La sincronía del veneno está ahí. Ana, me gustó tu intento de ingenuidad, pero
necesito que seas aún más un felpudo. Tu personaje todavía no tiene derecho a
tener una opinión. La profunda ignorancia del personaje puede ser divertida,
pero no es el punto aquí. No se trata de que los personajes nos caigan bien,
sino de lograr ser un espejo de la realidad en la que creen vivir.
(Mientras
hablan, Ana mira hacia la puerta principal, que está entreabierta.)
ANA: Oigan...
¿alguien dejó la puerta abierta? Juraría que vi pasar una sombra.
CLARA: (Sin
mirar) Es una corriente de aire, Ana. Concéntrate. A ver, Leo y Mateo, entran
ustedes. Desde el principio de su escena.
(LEO
y MATEO se levantan y hacen movimientos de calentamiento. MATEO se estira como
gacela, haciendo énfasis en su físico. LEO hace gestos faciales, abriendo y
cerrando la boca para prepararse a hablar.)
MATEO: Brutal,
chicas. Ahora, para nuestra entrada. Discutamos la estrategia.
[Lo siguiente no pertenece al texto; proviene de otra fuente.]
// src/services/queries.rs

use std::{
    cmp::Ordering,
    collections::{HashMap, HashSet},
    sync::Arc,
};

use crate::{
    config::RECENT_ATTEMPTS_LIMIT,
    error::StoreError,
    models::{
        attempt::{PopularQuizStats, QuestionAttemptView, QuizAttempt, QuizAttemptView},
        question::Question,
        quiz::Quiz,
    },
    repository::{AttemptHistoryStore, QuizCatalog},
};

/// Read-side views over stored attempts.
#[derive(Clone)]
pub struct AttemptQueryService {
    store: Arc<dyn AttemptHistoryStore>,
    catalog: Arc<dyn QuizCatalog>,
}

impl AttemptQueryService {
    pub fn new(store: Arc<dyn AttemptHistoryStore>, catalog: Arc<dyn QuizCatalog>) -> Self {
        Self { store, catalog }
    }

    /// The most recent attempt of `user_id`, or `None` when there is none.
    ///
    /// Does not check that the user exists.
    pub async fn last_attempt(&self, user_id: i64) -> Result<Option<QuizAttemptView>, StoreError> {
        tracing::info!("Fetching last quiz attempt for user {}", user_id);

        let Some(attempt) = self.store.find_last_by_user(user_id).await? else {
            return Ok(None);
        };
        Ok(self.to_views(vec![attempt]).await?.pop())
    }

    /// Up to ten most recent attempts of `user_id`, newest first.
    pub async fn recent_attempts(&self, user_id: i64) -> Result<Vec<QuizAttemptView>, StoreError> {
        tracing::info!(
            "Fetching last {} quiz attempts for user {}",
            RECENT_ATTEMPTS_LIMIT,
            user_id
        );

        let attempts = self
            .store
            .list_recent_by_user(user_id, RECENT_ATTEMPTS_LIMIT)
            .await?;
        tracing::debug!("Retrieved {} quiz attempts for user {}", attempts.len(), user_id);

        self.to_views(attempts).await
    }

    /// Quizzes ranked by number of stored attempts, most attempted first.
    pub async fn top_quizzes_by_attempts(&self) -> Result<Vec<PopularQuizStats>, StoreError> {
        let mut stats = self.popular_quiz_stats().await?;
        stats.sort_by(|a, b| {
            b.total_attempts
                .cmp(&a.total_attempts)
                .then(a.quiz_id.cmp(&b.quiz_id))
        });
        Ok(stats)
    }

    /// Quizzes ranked by average marks, highest first.
    pub async fn top_quizzes_by_average_score(&self) -> Result<Vec<PopularQuizStats>, StoreError> {
        let mut stats = self.popular_quiz_stats().await?;
        stats.sort_by(|a, b| {
            b.average_marks
                .partial_cmp(&a.average_marks)
                .unwrap_or(Ordering::Equal)
                .then(a.quiz_id.cmp(&b.quiz_id))
        });
        Ok(stats)
    }

    async fn popular_quiz_stats(&self) -> Result<Vec<PopularQuizStats>, StoreError> {
        let aggregates = self.store.aggregate_by_quiz().await?;

        let mut stats = Vec::with_capacity(aggregates.len());
        for aggregate in aggregates {
            match self.catalog.get_quiz(aggregate.quiz_id).await? {
                Some(quiz) => stats.push(PopularQuizStats {
                    quiz_id: aggregate.quiz_id,
                    quiz_title: quiz.title,
                    total_attempts: aggregate.total_attempts,
                    average_marks: aggregate.average_marks,
                }),
                None => tracing::warn!(
                    "Skipping stats for quiz {}: quiz no longer exists",
                    aggregate.quiz_id
                ),
            }
        }
        Ok(stats)
    }

    /// Joins attempts with their quiz and question text.
    async fn to_views(&self, attempts: Vec<QuizAttempt>) -> Result<Vec<QuizAttemptView>, StoreError> {
        let question_ids: Vec<i64> = attempts
            .iter()
            .flat_map(|a| a.question_attempts.iter().map(|qa| qa.question_id))
            .collect::<HashSet<_>>()
            .into_iter()
            .collect();

        let questions: HashMap<i64, Question> = self
            .catalog
            .find_questions(&question_ids)
            .await?
            .into_iter()
            .map(|q| (q.id, q))
            .collect();

        let mut quizzes: HashMap<i64, Option<Quiz>> = HashMap::new();
        let mut views = Vec::with_capacity(attempts.len());

        for attempt in attempts {
            if !quizzes.contains_key(&attempt.quiz_id) {
                let quiz = self.catalog.get_quiz(attempt.quiz_id).await?;
                quizzes.insert(attempt.quiz_id, quiz);
            }
            let Some(Some(quiz)) = quizzes.get(&attempt.quiz_id) else {
                tracing::warn!("Attempt {} refers to missing quiz {}", attempt.id, attempt.quiz_id);
                continue;
            };

            let question_views = attempt
                .question_attempts
                .iter()
                .filter_map(|qa| {
                    questions.get(&qa.question_id).map(|q| QuestionAttemptView {
                        id: qa.id,
                        content: q.content.clone(),
                        given_answer: qa.given_answer.clone(),
                        answer: q.answer.clone(),
                        image: q.image.clone(),
                    })
                })
                .collect();

            views.push(QuizAttemptView {
                id: attempt.id,
                marks_got: attempt.marks_got,
                correct_answers: attempt.correct_answers,
                attempted: attempt.attempted,
                attempt_date: attempt.attempt_date,
                questions: question_views,
                max_marks: quiz.max_marks,
            });
        }

        Ok(views)
    }
}

#[cfg(test)]
mod tests {
    use super::*;
    use crate::{
        models::attempt::{NewQuestionAttempt, NewQuizAttempt},
        repository::{InMemoryAttemptStore, InMemoryCatalog},
    };
    use chrono::{Duration, TimeZone, Utc};
    use sqlx::types::Json;

    struct Fixture {
        store: Arc<InMemoryAttemptStore>,
        service: AttemptQueryService,
    }

    async fn fixture() -> Fixture {
        let catalog = Arc::new(InMemoryCatalog::new());
        for (id, title) in [(1, "Capitals"), (2, "Arithmetic"), (3, "Rivers")] {
            catalog
                .insert_quiz(Quiz {
                    id,
                    title: title.into(),
                    description: None,
                    max_marks: 10,
                    active: true,
                })
                .await;
        }
        catalog
            .insert_question(Question {
                id: 100,
                quiz_id: 1,
                content: "Capital of France?".into(),
                image: Some("france.png".into()),
                options: Json(vec!["Paris".into(), "Lyon".into()]),
                answer: "Paris".into(),
            })
            .await;

        let store = Arc::new(InMemoryAttemptStore::new());
        let service = AttemptQueryService::new(store.clone(), catalog);
        Fixture { store, service }
    }

    async fn seed(store: &InMemoryAttemptStore, user_id: i64, quiz_id: i64, marks: f64, minute: i64) -> QuizAttempt {
        let base = Utc.with_ymd_and_hms(2026, 1, 1, 12, 0, 0).unwrap();
        store
            .save(NewQuizAttempt {
                quiz_id,
                user_id,
                marks_got: marks,
                correct_answers: 1.0,
                attempted: 1,
                attempt_date: base + Duration::minutes(minute),
                question_attempts: vec![NewQuestionAttempt {
                    question_id: 100,
                    quiz_id,
                    given_answer: Some("Paris".into()),
                    correct: true,
                }],
            })
            .await
            .unwrap()
    }

    #[tokio::test]
    async fn last_attempt_is_the_latest_by_date() {
        let f = fixture().await;
        seed(&f.store, 1, 1, 4.0, 5).await;
        let latest = seed(&f.store, 1, 2, 8.0, 30).await;
        seed(&f.store, 1, 1, 6.0, 10).await;
        seed(&f.store, 2, 1, 9.0, 60).await;

        let view = f.service.last_attempt(1).await.unwrap().unwrap();
        assert_eq!(view.id, latest.id);
        assert_eq!(view.marks_got, 8.0);
        assert_eq!(view.max_marks, 10);
        assert_eq!(view.questions.len(), 1);
        assert_eq!(view.questions[0].content, "Capital of France?");
        assert_eq!(view.questions[0].answer, "Paris");
        assert_eq!(view.questions[0].image.as_deref(), Some("france.png"));
    }

    #[tokio::test]
    async fn last_attempt_is_none_without_history() {
        let f = fixture().await;
        assert!(f.service.last_attempt(42).await.unwrap().is_none());
    }

    #[tokio::test]
    async fn recent_attempts_are_newest_first_and_limited() {
        let f = fixture().await;
        for minute in 0..12 {
            seed(&f.store, 1, 1 + minute % 2, 5.0, minute).await;
        }

        let views = f.service.recent_attempts(1).await.unwrap();
        assert_eq!(views.len(), 10);
        assert!(views.windows(2).all(|w| w[0].attempt_date > w[1].attempt_date));
    }

    #[tokio::test]
    async fn rankings_group_across_all_users() {
        let f = fixture().await;
        // quiz 1: three attempts averaging 4.0
        seed(&f.store, 1, 1, 3.0, 0).await;
        seed(&f.store, 2, 1, 4.0, 1).await;
        seed(&f.store, 3, 1, 5.0, 2).await;
        // quiz 2: one attempt of 9.5
        seed(&f.store, 1, 2, 9.5, 3).await;
        // quiz 3: two attempts averaging 7.0
        seed(&f.store, 2, 3, 6.0, 4).await;
        seed(&f.store, 2, 3, 8.0, 5).await;

        let by_attempts = f.service.top_quizzes_by_attempts().await.unwrap();
        let order: Vec<i64> = by_attempts.iter().map(|s| s.quiz_id).collect();
        assert_eq!(order, vec![1, 3, 2]);
        assert_eq!(by_attempts[0].quiz_title, "Capitals");
        assert_eq!(by_attempts[0].total_attempts, 3);
        assert_eq!(by_attempts[0].average_marks, 4.0);

        let by_average = f.service.top_quizzes_by_average_score().await.unwrap();
        let order: Vec<i64> = by_average.iter().map(|s| s.quiz_id).collect();
        assert_eq!(order, vec![2, 3, 1]);
    }

    #[tokio::test]
    async fn rankings_are_empty_without_attempts() {
        let f = fixture().await;
        assert!(f.service.top_quizzes_by_attempts().await.unwrap().is_empty());
        assert!(f.service.top_quizzes_by_average_score().await.unwrap().is_empty());
    }
}
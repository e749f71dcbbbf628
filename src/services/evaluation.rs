// src/services/evaluation.rs

use std::{collections::HashMap, sync::Arc};

use crate::{
    error::{EvaluationError, RecordingError},
    models::{
        attempt::QuizAttempt,
        evaluation::{EvaluateRequest, ScoreResult},
        question::Question,
        user::AuthUser,
    },
    repository::QuizCatalog,
    services::{
        recorder::AttemptRecorder,
        scoring::{self, ResolvedAnswer},
    },
};

/// Score plus the outcome of the best-effort history write.
#[derive(Debug)]
pub struct EvaluationOutcome {
    pub score: ScoreResult,
    pub recorded: Result<QuizAttempt, RecordingError>,
}

/// Resolves a submission against the catalog, scores it and records it.
#[derive(Clone)]
pub struct QuizEvaluator {
    catalog: Arc<dyn QuizCatalog>,
    recorder: AttemptRecorder,
}

impl QuizEvaluator {
    pub fn new(catalog: Arc<dyn QuizCatalog>, recorder: AttemptRecorder) -> Self {
        Self { catalog, recorder }
    }

    /// Fails only when the submission cannot be scored. A failed history
    /// write is reported in [`EvaluationOutcome::recorded`] instead.
    pub async fn evaluate(
        &self,
        user: &AuthUser,
        request: &EvaluateRequest,
    ) -> Result<EvaluationOutcome, EvaluationError> {
        if request.answers.is_empty() {
            return Err(EvaluationError::EmptySubmission);
        }

        tracing::info!(
            "Evaluating quiz {} with {} questions",
            request.quiz_id,
            request.answers.len()
        );

        let quiz = self
            .catalog
            .get_quiz(request.quiz_id)
            .await?
            .ok_or(EvaluationError::QuizNotFound(request.quiz_id))?;

        let answers = self.resolve_answers(request).await?;
        let score = scoring::evaluate(quiz.max_marks, &answers)?;

        let recorded = self.recorder.record(user, &quiz, &score, &answers).await;

        tracing::info!(
            "Quiz evaluation finished: marksGot={}, correctAnswers={}, attempted={}",
            score.marks_got,
            score.correct_answers,
            score.attempted
        );

        Ok(EvaluationOutcome { score, recorded })
    }

    async fn resolve_answers(
        &self,
        request: &EvaluateRequest,
    ) -> Result<Vec<ResolvedAnswer>, EvaluationError> {
        let mut ids: Vec<i64> = request.answers.iter().map(|a| a.question_id).collect();
        ids.sort_unstable();
        ids.dedup();

        let questions: HashMap<i64, Question> = self
            .catalog
            .find_questions(&ids)
            .await?
            .into_iter()
            .map(|q| (q.id, q))
            .collect();

        request
            .answers
            .iter()
            .map(|submitted| {
                let question = questions.get(&submitted.question_id).cloned().ok_or_else(|| {
                    tracing::warn!("Question with ID {} not found", submitted.question_id);
                    EvaluationError::QuestionNotFound(submitted.question_id)
                })?;
                Ok(ResolvedAnswer {
                    question,
                    given_answer: submitted.given_answer.clone(),
                })
            })
            .collect()
    }
}

#[cfg(test)]
mod tests {
    use super::*;
    use crate::{
        models::{evaluation::SubmittedAnswer, quiz::Quiz},
        repository::{AttemptHistoryStore, InMemoryAttemptStore, InMemoryCatalog},
        services::retention::HistoryRetentionPolicy,
    };
    use crate::{
        error::StoreError,
        models::attempt::{NewQuizAttempt, QuizAttemptStats},
    };
    use async_trait::async_trait;
    use sqlx::types::Json;

    /// History that reads fine but refuses every write.
    struct ReadOnlyStore;

    #[async_trait]
    impl AttemptHistoryStore for ReadOnlyStore {
        async fn list_by_user_and_quiz(
            &self,
            _user_id: i64,
            _quiz_id: i64,
        ) -> Result<Vec<QuizAttempt>, StoreError> {
            Ok(vec![])
        }

        async fn save(&self, _attempt: NewQuizAttempt) -> Result<QuizAttempt, StoreError> {
            Err(StoreError::Unavailable("read-only replica".into()))
        }

        async fn delete(&self, _attempt: &QuizAttempt) -> Result<(), StoreError> {
            Err(StoreError::Unavailable("read-only replica".into()))
        }

        async fn find_last_by_user(&self, _user_id: i64) -> Result<Option<QuizAttempt>, StoreError> {
            Ok(None)
        }

        async fn list_recent_by_user(
            &self,
            _user_id: i64,
            _limit: i64,
        ) -> Result<Vec<QuizAttempt>, StoreError> {
            Ok(vec![])
        }

        async fn aggregate_by_quiz(&self) -> Result<Vec<QuizAttemptStats>, StoreError> {
            Ok(vec![])
        }
    }

    async fn catalog() -> Arc<InMemoryCatalog> {
        let catalog = Arc::new(InMemoryCatalog::new());
        catalog
            .insert_quiz(Quiz {
                id: 1,
                title: "Capitals".into(),
                description: None,
                max_marks: 10,
                active: true,
            })
            .await;
        for (id, answer) in [(11, "Paris"), (12, "4")] {
            catalog
                .insert_question(Question {
                    id,
                    quiz_id: 1,
                    content: format!("Question {id}"),
                    image: None,
                    options: Json(vec![]),
                    answer: answer.into(),
                })
                .await;
        }
        catalog
    }

    fn request(quiz_id: i64, answers: &[(i64, Option<&str>)]) -> EvaluateRequest {
        EvaluateRequest {
            quiz_id,
            answers: answers
                .iter()
                .map(|(question_id, given)| SubmittedAnswer {
                    question_id: *question_id,
                    given_answer: given.map(str::to_string),
                })
                .collect(),
        }
    }

    fn user() -> AuthUser {
        AuthUser { id: 1, username: "alice".into() }
    }

    async fn evaluator() -> (QuizEvaluator, Arc<InMemoryAttemptStore>) {
        let store = Arc::new(InMemoryAttemptStore::new());
        let recorder = AttemptRecorder::new(store.clone(), HistoryRetentionPolicy::default());
        (QuizEvaluator::new(catalog().await, recorder), store)
    }

    #[tokio::test]
    async fn evaluates_and_records() {
        let (evaluator, store) = evaluator().await;

        let outcome = evaluator
            .evaluate(&user(), &request(1, &[(11, Some("Paris")), (12, Some("5"))]))
            .await
            .unwrap();

        assert_eq!(
            outcome.score,
            ScoreResult { marks_got: 5.0, correct_answers: 1.0, attempted: 2 }
        );
        let saved = outcome.recorded.unwrap();
        assert_eq!(store.list_by_user_and_quiz(1, 1).await.unwrap(), vec![saved]);
    }

    #[tokio::test]
    async fn unknown_quiz_is_not_found() {
        let (evaluator, store) = evaluator().await;
        let err = evaluator
            .evaluate(&user(), &request(99, &[(11, Some("Paris"))]))
            .await
            .unwrap_err();
        assert!(matches!(err, EvaluationError::QuizNotFound(99)));
        assert!(store.is_empty().await);
    }

    #[tokio::test]
    async fn unknown_question_is_not_found() {
        let (evaluator, store) = evaluator().await;
        let err = evaluator
            .evaluate(&user(), &request(1, &[(11, Some("Paris")), (404, Some("x"))]))
            .await
            .unwrap_err();
        assert!(matches!(err, EvaluationError::QuestionNotFound(404)));
        assert!(store.is_empty().await);
    }

    #[tokio::test]
    async fn empty_submission_is_rejected_before_lookup() {
        let (evaluator, _) = evaluator().await;
        let err = evaluator.evaluate(&user(), &request(99, &[])).await.unwrap_err();
        assert!(matches!(err, EvaluationError::EmptySubmission));
    }

    #[tokio::test]
    async fn repeated_question_counts_twice() {
        let (evaluator, _) = evaluator().await;
        let outcome = evaluator
            .evaluate(&user(), &request(1, &[(11, Some("Paris")), (11, Some("Rome"))]))
            .await
            .unwrap();
        assert_eq!(outcome.score.marks_got, 5.0);
        assert_eq!(outcome.recorded.unwrap().question_attempts.len(), 2);
    }

    #[tokio::test]
    async fn score_survives_a_failed_save() {
        let recorder = AttemptRecorder::new(Arc::new(ReadOnlyStore), HistoryRetentionPolicy::default());
        let evaluator = QuizEvaluator::new(catalog().await, recorder);

        let outcome = evaluator
            .evaluate(&user(), &request(1, &[(11, Some("Paris")), (12, Some("4"))]))
            .await
            .unwrap();

        assert_eq!(
            outcome.score,
            ScoreResult { marks_got: 10.0, correct_answers: 2.0, attempted: 2 }
        );
        assert!(matches!(
            outcome.recorded,
            Err(RecordingError::Save(StoreError::Unavailable(_)))
        ));
    }
}
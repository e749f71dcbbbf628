// src/models/mod.rs

pub mod attempt;
pub mod evaluation;
pub mod question;
pub mod quiz;
pub mod user;
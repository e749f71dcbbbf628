// src/handlers/mod.rs

pub mod attempts;
pub mod evaluation;
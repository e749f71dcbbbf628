use std::sync::Arc;

use axum::extract::FromRef;
use sqlx::PgPool;

use crate::{
    config::Config,
    repository::{AttemptHistoryStore, PgAttemptStore, PgCatalog, QuizCatalog, UserDirectory},
    services::{AttemptQueryService, AttemptRecorder, HistoryRetentionPolicy, QuizEvaluator},
};

#[derive(Clone)]
pub struct AppState {
    pub evaluator: QuizEvaluator,
    pub queries: AttemptQueryService,
    pub users: Arc<dyn UserDirectory>,
    pub config: Config,
}

impl AppState {
    pub fn new(
        store: Arc<dyn AttemptHistoryStore>,
        catalog: Arc<dyn QuizCatalog>,
        users: Arc<dyn UserDirectory>,
        config: Config,
    ) -> Self {
        let recorder = AttemptRecorder::new(
            store.clone(),
            HistoryRetentionPolicy::new(config.history_cap),
        );

        Self {
            evaluator: QuizEvaluator::new(catalog.clone(), recorder),
            queries: AttemptQueryService::new(store, catalog),
            users,
            config,
        }
    }

    /// State backed entirely by the Postgres pool.
    pub fn postgres(pool: PgPool, config: Config) -> Self {
        let catalog = Arc::new(PgCatalog::new(pool.clone()));
        Self::new(
            Arc::new(PgAttemptStore::new(pool)),
            catalog.clone(),
            catalog,
            config,
        )
    }
}

impl FromRef<AppState> for Config {
    fn from_ref(state: &AppState) -> Self {
        state.config.clone()
    }
}
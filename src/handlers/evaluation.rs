// src/handlers/evaluation.rs

use axum::{Extension, Json, extract::State, response::IntoResponse};
use validator::Validate;

use crate::{
    error::AppError,
    models::{
        evaluation::{EvaluateRequest, ScoreResult},
        user::AuthUser,
    },
    state::AppState,
};

/// Evaluates a submitted quiz for the authenticated user.
///
/// * Every submitted question is worth `maxMarks / answers.len()`.
/// * Answers are compared with the stored answer after trimming, case-sensitively.
/// * The attempt is appended to the user's history for this quiz. That write is
///   best-effort: if it fails the error is logged and the score is still returned.
#[utoipa::path(
    post,
    path = "/api/quiz/evaluate",
    tag = "Evaluation",
    request_body = EvaluateRequest,
    responses(
        (status = 200, description = "Quiz evaluated successfully", body = ScoreResult),
        (status = 400, description = "Empty or invalid submission"),
        (status = 401, description = "Missing or invalid token"),
        (status = 404, description = "Quiz or question not found")
    ),
    security(("bearer_auth" = []))
)]
pub async fn evaluate_quiz(
    State(state): State<AppState>,
    Extension(user): Extension<AuthUser>,
    Json(req): Json<EvaluateRequest>,
) -> Result<impl IntoResponse, AppError> {
    req.validate()?;

    let outcome = state.evaluator.evaluate(&user, &req).await?;

    if let Err(e) = &outcome.recorded {
        tracing::error!(
            "Failed to save quiz attempt for user '{}' in quiz {}: {}",
            user.username,
            req.quiz_id,
            e
        );
    }

    Ok(Json(outcome.score))
}
// src/services/recorder.rs

use std::sync::Arc;

use chrono::Utc;

use crate::{
    error::RecordingError,
    models::{
        attempt::{NewQuestionAttempt, NewQuizAttempt, QuizAttempt},
        evaluation::ScoreResult,
        quiz::Quiz,
        user::AuthUser,
    },
    repository::AttemptHistoryStore,
    services::{retention::HistoryRetentionPolicy, scoring::ResolvedAnswer},
};

/// Persists one evaluation as an attempt, evicting old history first.
///
/// Eviction and insert are separate store calls: two concurrent recordings
/// for the same (user, quiz) may briefly leave `cap + 1` attempts.
#[derive(Clone)]
pub struct AttemptRecorder {
    store: Arc<dyn AttemptHistoryStore>,
    policy: HistoryRetentionPolicy,
}

impl AttemptRecorder {
    pub fn new(store: Arc<dyn AttemptHistoryStore>, policy: HistoryRetentionPolicy) -> Self {
        Self { store, policy }
    }

    pub async fn record(
        &self,
        user: &AuthUser,
        quiz: &Quiz,
        score: &ScoreResult,
        answers: &[ResolvedAnswer],
    ) -> Result<QuizAttempt, RecordingError> {
        tracing::info!(
            "Saving quiz attempt for user '{}' in quiz '{}'",
            user.username,
            quiz.title
        );

        let mut existing = self
            .store
            .list_by_user_and_quiz(user.id, quiz.id)
            .await
            .map_err(RecordingError::Fetch)?;

        for oldest in self.policy.enforce_cap(&mut existing) {
            self.store
                .delete(&oldest)
                .await
                .map_err(|source| RecordingError::Evict {
                    attempt_id: oldest.id,
                    source,
                })?;
            tracing::debug!(
                "Deleted oldest quiz attempt (ID: {}) to keep at most {} history entries",
                oldest.id,
                self.policy.cap()
            );
        }

        let question_attempts = answers
            .iter()
            .map(|answer| NewQuestionAttempt {
                question_id: answer.question.id,
                quiz_id: quiz.id,
                given_answer: answer.given_answer.clone(),
                correct: answer.is_correct(),
            })
            .collect();

        let attempt = NewQuizAttempt {
            quiz_id: quiz.id,
            user_id: user.id,
            marks_got: score.marks_got,
            correct_answers: score.correct_answers,
            attempted: score.attempted,
            attempt_date: Utc::now(),
            question_attempts,
        };

        let saved = self.store.save(attempt).await.map_err(RecordingError::Save)?;
        tracing::debug!(
            "Quiz attempt {} saved for user '{}'",
            saved.id,
            user.username
        );

        Ok(saved)
    }
}
// src/docs.rs

use axum::Json;
use utoipa::{
    Modify, OpenApi,
    openapi::security::{HttpAuthScheme, HttpBuilder, SecurityScheme},
};

use crate::{
    handlers::{attempts, evaluation},
    models::{
        attempt::{PopularQuizStats, QuestionAttemptView, QuizAttemptView},
        evaluation::{EvaluateRequest, ScoreResult, SubmittedAnswer},
    },
};

#[derive(OpenApi)]
#[openapi(
    paths(
        evaluation::evaluate_quiz,
        attempts::get_last_attempt,
        attempts::get_recent_attempts,
        attempts::get_top_by_attempts,
        attempts::get_top_by_average,
    ),
    components(schemas(
        EvaluateRequest,
        SubmittedAnswer,
        ScoreResult,
        QuizAttemptView,
        QuestionAttemptView,
        PopularQuizStats,
    )),
    modifiers(&BearerAuth),
    tags(
        (name = "Evaluation", description = "Score quiz submissions"),
        (name = "Quiz Attempts", description = "User quiz history and quiz rankings")
    )
)]
pub struct ApiDoc;

struct BearerAuth;

impl Modify for BearerAuth {
    fn modify(&self, openapi: &mut utoipa::openapi::OpenApi) {
        let components = openapi.components.get_or_insert_with(Default::default);
        components.add_security_scheme(
            "bearer_auth",
            SecurityScheme::Http(
                HttpBuilder::new()
                    .scheme(HttpAuthScheme::Bearer)
                    .bearer_format("JWT")
                    .build(),
            ),
        );
    }
}

/// Serves the generated OpenAPI document.
pub async fn openapi_json() -> Json<utoipa::openapi::OpenApi> {
    Json(ApiDoc::openapi())
}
Mi Alfaro no es
un seductor, es un antropólogo. Su objetivo es estudiar a esta tribu de
salvajes elegantes.
LEO: Y
mi Hernández es la contraparte. Somos un equipo. Alfaro es como mi ariete y mi
escudo…
MATEO: Y
Hernández es mi Pase VIP para entrar a este mundo de buitres desalmadas que o
quieren acostarse conmigo o quieren matarme… digo, a Alfaro.
CLARA: Correcto.
Vamos. Desde la presentación. ¡Acción!
(La
luz cambia sutilmente. LEO y MATEO entran en la "fiesta".)
LEO
(como HERNÁNDEZ): Vaya, vaya. El cónclave en pleno.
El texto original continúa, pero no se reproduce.